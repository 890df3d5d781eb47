//! Synchronization primitives shared between interrupt and thread context.
//!
//! Provides [`SpinLock`] and [`IrqSpinLock`], both const-constructable so
//! they can live in `static` items, and [`WaitQueue`], which interrupt
//! handlers use to resume suspended readers. With the `std` feature,
//! [`block_on`] and [`block_on_deadline`] bridge those futures to blocking
//! callers.

#[cfg(feature = "std")]
mod block_on;
mod irq_spinlock;
mod spinlock;
pub mod waitqueue;

#[cfg(any(test, feature = "test-util"))]
pub mod test_waker;

#[cfg(feature = "std")]
pub use block_on::{block_on, block_on_deadline};
pub use irq_spinlock::{IrqSpinLock, IrqSpinLockGuard};
pub use spinlock::{SpinLock, SpinLockGuard};
pub use waitqueue::{WaitQueue, WaitUntil, WaiterKey};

WHAT THE TASK REQUIRES: Lines after the one containing "futures to blocking" are not wanted; repeat exactly each line above from the first up to and including it.

RESULT FOR THIS EXERCISE:
repository 890df3d5d781eb47
//! Synchronization primitives shared between interrupt and thread context.
//!
//! Provides [`SpinLock`] and [`IrqSpinLock`], both const-constructable so
//! they can live in `static` items, and [`WaitQueue`], which interrupt
//! handlers use to resume suspended readers. With the `std` feature,
//! [`block_on`] and [`block_on_deadline`] bridge those futures to blocking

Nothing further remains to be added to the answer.